[[ Data section, beginning ]]
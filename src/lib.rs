//! FallSentry: fall detection engine for an accessibility assistant
//!
//! Pipeline: samples → SignalBuffer → classifier → FallDetector →
//! Countdown → AlertDispatcher (reads LocationCache, writes to a Transport)

pub mod core;
pub mod error;
pub mod types;

// =============================================================================
// DETECTION THRESHOLDS [m/s²]
// =============================================================================

/// Magnitude above which a spike counts as an impact
pub const DEFAULT_FALL_THRESHOLD: f64 = 15.0;

/// Magnitude below which the device is considered in free-fall
pub const DEFAULT_IMPACT_THRESHOLD: f64 = 2.0;

/// Standard gravity, what a device at rest reads
pub const STANDARD_GRAVITY: f64 = 9.81;

// =============================================================================
// TIMING WINDOWS (milliseconds)
// =============================================================================

/// Shortest free-fall that can precede a real fall
pub const DEFAULT_MIN_FREE_FALL_MS: u64 = 100;

/// Longest free-fall that can precede a real fall
pub const DEFAULT_MAX_FREE_FALL_MS: u64 = 800;

/// Free-fall with no impact is abandoned after this long
pub const DEFAULT_FREE_FALL_RESET_MS: u64 = 1000;

/// Cancellable delay between confirmed fall and alert dispatch
/// 10 seconds - long enough to say "cancel"
pub const DEFAULT_COUNTDOWN_MS: u64 = 10_000;

// =============================================================================
// SENSITIVITY
// =============================================================================

/// Default slider position (0.0 = least sensitive, 1.0 = most)
pub const DEFAULT_SENSITIVITY: f64 = 0.7;

/// Below this the sensitivity reads as "Low"
pub const SENSITIVITY_LOW_BELOW: f64 = 0.5;

/// Below this (and not low) the sensitivity reads as "Medium"
pub const SENSITIVITY_MEDIUM_BELOW: f64 = 0.8;

// =============================================================================
// CAPACITIES
// =============================================================================

/// Number of emergency contact slots
pub const MAX_CONTACTS: usize = 3;

/// Samples retained by the signal buffer (~5s at 50 Hz)
pub const SIGNAL_BUFFER_CAPACITY: usize = 256;

/// Vibration pattern played on a confirmed fall: wait, buzz, pause, buzz (ms)
pub const FALL_VIBRATION_PATTERN: [u64; 4] = [0, 1000, 500, 1000];

// =============================================================================
// VERSION
// =============================================================================

pub const VERSION: &str = "1.0.0";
[[ Data section, end ]]
What to do
Start with the line that contains "pub const SENSITIVITY_LOW_BELOW: f64 = 0.5;", end with the last line of the entries, and please retype every line in that span exactly, with no others.

Solution
pub const SENSITIVITY_LOW_BELOW: f64 = 0.5;

/// Below this (and not low) the sensitivity reads as "Medium"
pub const SENSITIVITY_MEDIUM_BELOW: f64 = 0.8;

// =============================================================================
// CAPACITIES
// =============================================================================

/// Number of emergency contact slots
pub const MAX_CONTACTS: usize = 3;

/// Samples retained by the signal buffer (~5s at 50 Hz)
pub const SIGNAL_BUFFER_CAPACITY: usize = 256;

/// Vibration pattern played on a confirmed fall: wait, buzz, pause, buzz (ms)
pub const FALL_VIBRATION_PATTERN: [u64; 4] = [0, 1000, 500, 1000];

// =============================================================================
// VERSION
// =============================================================================

pub const VERSION: &str = "1.0.0";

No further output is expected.